# [Assigned task]
Show every line of the data that includes the word "keys".

>>>

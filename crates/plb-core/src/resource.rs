// Byte-level backing storage for a document.
use std::cell::RefCell;
use std::fs;
use std::io;
use std::path::{Path, PathBuf};
use std::rc::Rc;

use crate::error::{Error, Result};

/// Somewhere a document's bytes live.
pub trait Resource {
    /// Human-readable name used in errors and logs.
    fn name(&self) -> String;
    fn exists(&self) -> bool;
    fn read_all(&self) -> Result<Vec<u8>>;
    fn write_all(&mut self, data: &[u8]) -> Result<()>;
}

#[derive(Debug, Clone)]
pub struct FileResource {
    path: PathBuf,
}

impl FileResource {
    pub fn new(path: impl Into<PathBuf>) -> Self {
        Self { path: path.into() }
    }

    pub fn path(&self) -> &Path {
        &self.path
    }
}

impl Resource for FileResource {
    fn name(&self) -> String {
        self.path.display().to_string()
    }

    fn exists(&self) -> bool {
        self.path.exists()
    }

    fn read_all(&self) -> Result<Vec<u8>> {
        fs::read(&self.path).map_err(|e| Error::io(self.name(), e))
    }

    fn write_all(&mut self, data: &[u8]) -> Result<()> {
        fs::write(&self.path, data).map_err(|e| Error::io(self.name(), e))
    }
}

#[derive(Debug, Default)]
struct MemoryState {
    data: Option<Vec<u8>>,
    writes: usize,
    read_only: bool,
}

/// In-memory resource. Clones share the same bytes, so a test can keep a
/// handle while a store owns another.
#[derive(Debug, Clone)]
pub struct MemoryResource {
    name: String,
    state: Rc<RefCell<MemoryState>>,
}

impl MemoryResource {
    /// A resource that does not exist yet.
    pub fn new(name: impl Into<String>) -> Self {
        Self {
            name: name.into(),
            state: Rc::default(),
        }
    }

    pub fn with_bytes(name: impl Into<String>, data: impl Into<Vec<u8>>) -> Self {
        let r = Self::new(name);
        r.state.borrow_mut().data = Some(data.into());
        r
    }

    /// Make every subsequent write fail with `PermissionDenied`.
    pub fn set_read_only(&self, read_only: bool) {
        self.state.borrow_mut().read_only = read_only;
    }

    pub fn contents(&self) -> Option<Vec<u8>> {
        self.state.borrow().data.clone()
    }

    /// Number of successful writes so far.
    pub fn writes(&self) -> usize {
        self.state.borrow().writes
    }
}

impl Resource for MemoryResource {
    fn name(&self) -> String {
        self.name.clone()
    }

    fn exists(&self) -> bool {
        self.state.borrow().data.is_some()
    }

    fn read_all(&self) -> Result<Vec<u8>> {
        self.contents().ok_or_else(|| {
            Error::io(self.name(), io::Error::from(io::ErrorKind::NotFound))
        })
    }

    fn write_all(&mut self, data: &[u8]) -> Result<()> {
        let mut state = self.state.borrow_mut();
        if state.read_only {
            return Err(Error::io(
                self.name.clone(),
                io::Error::from(io::ErrorKind::PermissionDenied),
            ));
        }
        state.data = Some(data.to_vec());
        state.writes += 1;
        Ok(())
    }
}
use std::fmt;
use std::path::Path;
use std::str::FromStr;

use crate::error::{Error, Result};
use crate::value::Value;
use crate::{bplist, bplist_write, json, xml};

/// On-disk encoding of a settings document.
#[derive(Debug, Clone, Copy, PartialEq, Eq, Default)]
pub enum Format {
    #[default]
    BinaryPlist,
    XmlPlist,
    Json,
}

impl Format {
    /// Detect the format from file content.
    pub fn sniff(data: &[u8]) -> Result<Format> {
        if data.starts_with(bplist::MAGIC) {
            return Ok(Format::BinaryPlist);
        }
        if xml::looks_like_xml(data) {
            return Ok(Format::XmlPlist);
        }
        match data.iter().copied().find(|b| !b.is_ascii_whitespace()) {
            Some(b'{' | b'[') => Ok(Format::Json),
            Some(_) => Err(Error::format_at("unrecognised document format", 0)),
            None => Err(Error::format("empty document")),
        }
    }

    /// Format to use for a resource that does not exist yet.
    pub fn for_name(name: &str) -> Format {
        let ext = Path::new(name)
            .extension()
            .and_then(|s| s.to_str())
            .map(str::to_ascii_lowercase);
        match ext.as_deref() {
            Some("json") => Format::Json,
            Some("xml") => Format::XmlPlist,
            _ => Format::BinaryPlist,
        }
    }

    pub fn decode(self, data: &[u8]) -> Result<Value> {
        match self {
            Format::BinaryPlist => bplist::decode(data),
            Format::XmlPlist => xml::decode(data),
            Format::Json => json::decode(data),
        }
    }

    /// Fails only for trees the format cannot represent (null in XML).
    pub fn encode(self, v: &Value) -> Result<Vec<u8>> {
        match self {
            Format::BinaryPlist => Ok(bplist_write::encode(v)),
            Format::XmlPlist => xml::encode(v),
            Format::Json => Ok(json::encode(v)),
        }
    }
}

impl fmt::Display for Format {
    fn fmt(&self, f: &mut fmt::Formatter<'_>) -> fmt::Result {
        f.write_str(match self {
            Format::BinaryPlist => "plist",
            Format::XmlPlist => "xml",
            Format::Json => "json",
        })
    }
}

impl FromStr for Format {
    type Err = Error;

    fn from_str(s: &str) -> Result<Self> {
        match s.to_ascii_lowercase().as_str() {
            "plist" | "bplist" | "binary" => Ok(Format::BinaryPlist),
            "xml" => Ok(Format::XmlPlist),
            "json" => Ok(Format::Json),
            other => Err(Error::Usage(format!(
                "unknown format '{other}' (expected plist, xml or json)"
            ))),
        }
    }
}

/// Decode with sniffing: returns the detected format alongside the tree.
pub fn decode_any(data: &[u8]) -> Result<(Format, Value)> {
    let format = Format::sniff(data)?;
    Ok((format, format.decode(data)?))
}

#[cfg(test)]
mod tests {
    use super::*;

    #[test]
    fn sniffs_by_content() {
        let plist = bplist_write::encode(&Value::empty_table());
        assert_eq!(Format::sniff(&plist).unwrap(), Format::BinaryPlist);
        assert_eq!(Format::sniff(b"  \n{}").unwrap(), Format::Json);
        assert_eq!(Format::sniff(b"[1]").unwrap(), Format::Json);
        assert_eq!(Format::sniff(b"\n<?xml version=\"1.0\"?>").unwrap(), Format::XmlPlist);
        assert_eq!(Format::sniff(b"<plist><true/></plist>").unwrap(), Format::XmlPlist);
        assert!(Format::sniff(b"hello").is_err());
        assert!(Format::sniff(b"   ").is_err());
    }

    #[test]
    fn new_files_pick_format_by_extension() {
        assert_eq!(Format::for_name("/tmp/settings.JSON"), Format::Json);
        assert_eq!(Format::for_name("com.example.app.plist"), Format::BinaryPlist);
        assert_eq!(Format::for_name("noext"), Format::BinaryPlist);
        assert_eq!(Format::for_name("exported.xml"), Format::XmlPlist);
    }

    #[test]
    fn decode_any_reports_format() {
        let (f, v) = decode_any(br#"{"a": 1}"#).unwrap();
        assert_eq!(f, Format::Json);
        assert_eq!(v, Value::from_iter([("a", 1)]));
        assert_eq!("JSON".parse::<Format>().unwrap(), Format::Json);
        assert_eq!("xml".parse::<Format>().unwrap(), Format::XmlPlist);
        assert!("yaml".parse::<Format>().is_err());
    }
}
// Binary property list (`bplist00`) writer.
// Every node becomes its own object (no uniquing); table keys are separate
// string objects. Reference and offset widths are the smallest that fit.
use crate::bplist::{MAGIC, date_to_apple_secs};
use crate::value::Value;

pub fn encode(root: &Value) -> Vec<u8> {
    let mut objects = Vec::new();
    flatten(root, &mut objects);
    let mut w = Writer::new(width_for(objects.len() as u64 - 1));
    for obj in &objects {
        w.object(obj);
    }
    w.finish(objects.len())
}

enum Obj<'v> {
    Leaf(&'v Value),
    Key(&'v str),
    Array(Vec<usize>),
    Dict(Vec<usize>, Vec<usize>),
}

// Pre-order: a container's index is always smaller than its children's.
fn flatten<'v>(v: &'v Value, objects: &mut Vec<Obj<'v>>) -> usize {
    let idx = objects.len();
    match v {
        Value::Array(items) => {
            objects.push(Obj::Array(Vec::new()));
            let refs = items.iter().map(|it| flatten(it, objects)).collect();
            objects[idx] = Obj::Array(refs);
        }
        Value::Table(map) => {
            objects.push(Obj::Dict(Vec::new(), Vec::new()));
            let keys = map
                .keys()
                .map(|k| {
                    objects.push(Obj::Key(k));
                    objects.len() - 1
                })
                .collect();
            let vals = map.values().map(|vv| flatten(vv, objects)).collect();
            objects[idx] = Obj::Dict(keys, vals);
        }
        _ => objects.push(Obj::Leaf(v)),
    }
    idx
}

fn width_for(max: u64) -> usize {
    match max {
        0..=0xFF => 1,
        0x100..=0xFFFF => 2,
        0x1_0000..=0xFFFF_FFFF => 4,
        _ => 8,
    }
}

struct Writer {
    out: Vec<u8>,
    offsets: Vec<u64>,
    ref_size: usize,
}

impl Writer {
    fn new(ref_size: usize) -> Self {
        let mut out = Vec::with_capacity(1024);
        out.extend_from_slice(MAGIC);
        Self {
            out,
            offsets: Vec::new(),
            ref_size,
        }
    }

    fn push(&mut self, b: u8) {
        self.out.push(b);
    }
    fn write_be(&mut self, v: u64, width: usize) {
        self.out.extend_from_slice(&v.to_be_bytes()[8 - width..]);
    }
    fn write_f64(&mut self, v: f64) {
        self.out.extend_from_slice(&v.to_bits().to_be_bytes());
    }

    fn write_int(&mut self, v: i64) {
        match v {
            0..=0xFF => {
                self.push(0x10);
                self.write_be(v as u64, 1);
            }
            0x100..=0xFFFF => {
                self.push(0x11);
                self.write_be(v as u64, 2);
            }
            0x1_0000..=0xFFFF_FFFF => {
                self.push(0x12);
                self.write_be(v as u64, 4);
            }
            // negatives and large values use the signed 8-byte form
            _ => {
                self.push(0x13);
                self.write_be(v as u64, 8);
            }
        }
    }

    fn marker_with_count(&mut self, kind: u8, count: usize) {
        if count < 0x0F {
            self.push((kind << 4) | count as u8);
        } else {
            self.push((kind << 4) | 0x0F);
            self.write_int(count as i64);
        }
    }

    fn write_str(&mut self, s: &str) {
        if s.is_ascii() {
            self.marker_with_count(0x5, s.len());
            self.out.extend_from_slice(s.as_bytes());
        } else {
            let units: Vec<u16> = s.encode_utf16().collect();
            self.marker_with_count(0x6, units.len());
            for u in units {
                self.out.extend_from_slice(&u.to_be_bytes());
            }
        }
    }

    fn write_refs(&mut self, refs: &[usize]) {
        for r in refs {
            self.write_be(*r as u64, self.ref_size);
        }
    }

    fn object(&mut self, obj: &Obj<'_>) {
        self.offsets.push(self.out.len() as u64);
        match obj {
            Obj::Key(k) => self.write_str(k),
            Obj::Array(refs) => {
                self.marker_with_count(0xA, refs.len());
                self.write_refs(refs);
            }
            Obj::Dict(keys, vals) => {
                self.marker_with_count(0xD, keys.len());
                self.write_refs(keys);
                self.write_refs(vals);
            }
            Obj::Leaf(v) => self.leaf(v),
        }
    }

    fn leaf(&mut self, v: &Value) {
        match v {
            Value::Null => self.push(0x00),
            Value::Bool(false) => self.push(0x08),
            Value::Bool(true) => self.push(0x09),
            Value::Integer(n) => self.write_int(*n),
            Value::Float(x) => {
                self.push(0x23);
                self.write_f64(*x);
            }
            Value::Date(d) => {
                self.push(0x33);
                self.write_f64(date_to_apple_secs(d));
            }
            Value::Text(s) => self.write_str(s),
            Value::Bytes(b) => {
                self.marker_with_count(0x4, b.len());
                self.out.extend_from_slice(b);
            }
            // containers are flattened before writing
            Value::Array(_) | Value::Table(_) => unreachable!("container passed as leaf"),
        }
    }

    fn finish(mut self, num_objects: usize) -> Vec<u8> {
        let table_at = self.out.len() as u64;
        let offset_size = width_for(self.offsets.iter().copied().max().unwrap_or(0));
        let offsets = std::mem::take(&mut self.offsets);
        for off in offsets {
            self.write_be(off, offset_size);
        }
        self.out.extend_from_slice(&[0, 0, 0, 0, 0, 0]);
        self.push(offset_size as u8);
        self.push(self.ref_size as u8);
        self.write_be(num_objects as u64, 8);
        self.write_be(0, 8);
        self.write_be(table_at, 8);
        self.out
    }
}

<<<

# [Output below]
// Every node becomes its own object (no uniquing); table keys are separate
            let keys = map
                .keys()
            objects[idx] = Obj::Dict(keys, vals);
            Obj::Dict(keys, vals) => {
                self.marker_with_count(0xD, keys.len());
                self.write_refs(keys);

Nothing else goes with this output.